Collected data entries
---

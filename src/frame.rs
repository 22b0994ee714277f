//! WebSocket frame parsing and serialization
//!
//! This module implements RFC 6455 frame handling:
//! - Length tiers: 7-bit, 7+16-bit and 7+64-bit, big-endian on the wire
//! - Optional 32-bit masking key
//! - Blocking decode from any [`std::io::Read`]

use std::io::Read;

use bytes::{BufMut, Bytes, BytesMut};

use crate::error::{Error, Result};
use crate::mask::apply_mask;
use crate::{MEDIUM_MESSAGE_THRESHOLD, SMALL_MESSAGE_THRESHOLD};

/// Length sentinel announcing a 16-bit extended length
const LEN_16_SENTINEL: u8 = 126;
/// Length sentinel announcing a 64-bit extended length
const LEN_64_SENTINEL: u8 = 127;

/// WebSocket opcode
#[derive(Debug, Clone, Copy, PartialEq, Eq)]
#[repr(u8)]
pub enum OpCode {
    /// Continuation frame
    Continuation = 0x0,
    /// Text frame
    Text = 0x1,
    /// Binary frame
    Binary = 0x2,
    /// Connection close
    Close = 0x8,
    /// Ping
    Ping = 0x9,
    /// Pong
    Pong = 0xA,
}

impl OpCode {
    /// Parse opcode from the low nibble of the first header byte
    #[inline]
    pub fn from_u8(byte: u8) -> Option<Self> {
        match byte {
            0x0 => Some(OpCode::Continuation),
            0x1 => Some(OpCode::Text),
            0x2 => Some(OpCode::Binary),
            0x8 => Some(OpCode::Close),
            0x9 => Some(OpCode::Ping),
            0xA => Some(OpCode::Pong),
            _ => None,
        }
    }

    /// Check if this is a control frame
    #[inline]
    pub fn is_control(&self) -> bool {
        (*self as u8) >= 0x8
    }
}

/// A parsed WebSocket frame header
#[derive(Debug, Clone, PartialEq, Eq)]
pub struct FrameHeader {
    /// Final fragment flag
    pub fin: bool,
    /// Frame opcode
    pub opcode: OpCode,
    /// Mask flag (set by clients only)
    pub masked: bool,
    /// Payload length
    pub payload_len: u64,
    /// Masking key (if masked)
    pub mask: Option<[u8; 4]>,
}

impl FrameHeader {
    /// Get the total header size in bytes
    #[inline]
    pub fn header_size(&self) -> usize {
        let mut size = 2;

        if self.payload_len > MEDIUM_MESSAGE_THRESHOLD as u64 {
            size += 8;
        } else if self.payload_len > SMALL_MESSAGE_THRESHOLD as u64 {
            size += 2;
        }

        if self.masked {
            size += 4;
        }

        size
    }

    /// Encode the frame header into a buffer
    #[inline]
    pub fn encode(&self, buf: &mut BytesMut) {
        // First byte: FIN, RSV1-3 (always zero), opcode
        let mut b0 = self.opcode as u8;
        if self.fin {
            b0 |= 0x80;
        }
        buf.put_u8(b0);

        // Second byte: mask flag, payload length
        let mask_bit = if self.masked { 0x80 } else { 0x00 };

        if self.payload_len <= SMALL_MESSAGE_THRESHOLD as u64 {
            buf.put_u8(mask_bit | self.payload_len as u8);
        } else if self.payload_len <= MEDIUM_MESSAGE_THRESHOLD as u64 {
            buf.put_u8(mask_bit | LEN_16_SENTINEL);
            buf.put_u16(self.payload_len as u16);
        } else {
            buf.put_u8(mask_bit | LEN_64_SENTINEL);
            buf.put_u64(self.payload_len);
        }

        if let Some(mask) = self.mask {
            buf.put_slice(&mask);
        }
    }

    /// Read a header from a blocking reader
    ///
    /// Length sentinels 126 and 127 always trigger an extended-length read.
    pub fn read_from<R: Read + ?Sized>(reader: &mut R) -> Result<Self> {
        let mut head = [0u8; 2];
        reader.read_exact(&mut head)?;
        let [b0, b1] = head;

        if b0 & 0x70 != 0 {
            return Err(Error::Protocol("RSV bits must be 0"));
        }

        let fin = b0 & 0x80 != 0;
        let opcode = OpCode::from_u8(b0 & 0x0F).ok_or(Error::InvalidFrame("invalid opcode"))?;

        if opcode.is_control() && !fin {
            return Err(Error::Protocol("control frame must not be fragmented"));
        }

        let masked = b1 & 0x80 != 0;
        let payload_len = match b1 & 0x7F {
            LEN_16_SENTINEL => {
                let mut ext = [0u8; 2];
                reader.read_exact(&mut ext)?;
                u16::from_be_bytes(ext) as u64
            }
            LEN_64_SENTINEL => {
                let mut ext = [0u8; 8];
                reader.read_exact(&mut ext)?;
                let len = u64::from_be_bytes(ext);
                if len >> 63 != 0 {
                    return Err(Error::InvalidFrame("payload length MSB must be 0"));
                }
                len
            }
            len => len as u64,
        };

        if opcode.is_control() && payload_len > SMALL_MESSAGE_THRESHOLD as u64 {
            return Err(Error::Protocol("control frame too large"));
        }

        let mask = if masked {
            let mut key = [0u8; 4];
            reader.read_exact(&mut key)?;
            Some(key)
        } else {
            None
        };

        Ok(Self {
            fin,
            opcode,
            masked,
            payload_len,
            mask,
        })
    }
}

/// A complete WebSocket frame
#[derive(Debug, Clone)]
pub struct Frame {
    /// Frame header
    pub header: FrameHeader,
    /// Frame payload (already unmasked)
    pub payload: Bytes,
}

/// Encode a frame into a buffer
///
/// For masked frames (client role) the payload is copied and masked in the
/// output buffer; `payload` itself is left untouched.
pub fn encode_frame(
    buf: &mut BytesMut,
    opcode: OpCode,
    payload: &[u8],
    fin: bool,
    mask: Option<[u8; 4]>,
) {
    let header = FrameHeader {
        fin,
        opcode,
        masked: mask.is_some(),
        payload_len: payload.len() as u64,
        mask,
    };

    buf.reserve(header.header_size() + payload.len());
    header.encode(buf);

    let start = buf.len();
    buf.put_slice(payload);
    if let Some(m) = mask {
        apply_mask(&mut buf[start..], m);
    }
}

/// Read one complete frame from a blocking reader
///
/// Payloads longer than `max_frame_size` are rejected before any payload byte
/// is read.
pub fn read_frame<R: Read + ?Sized>(reader: &mut R, max_frame_size: usize) -> Result<Frame> {
    let header = FrameHeader::read_from(reader)?;

    let payload_len =
        usize::try_from(header.payload_len).map_err(|_| Error::FrameTooLarge)?;
    if payload_len > max_frame_size {
        return Err(Error::FrameTooLarge);
    }

    let mut payload = BytesMut::zeroed(payload_len);
    reader.read_exact(&mut payload)?;

    if let Some(mask) = header.mask {
        apply_mask(&mut payload, mask);
    }

    Ok(Frame {
        header,
        payload: payload.freeze(),
    })
}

---

• **INSTRUCTIONS FOR THE TASK**
Within the data above, pick out all lines holding the word "usize".

• **WORKED SOLUTION**
    pub fn header_size(&self) -> usize {
pub fn read_frame<R: Read + ?Sized>(reader: &mut R, max_frame_size: usize) -> Result<Frame> {
        usize::try_from(header.payload_len).map_err(|_| Error::FrameTooLarge)?;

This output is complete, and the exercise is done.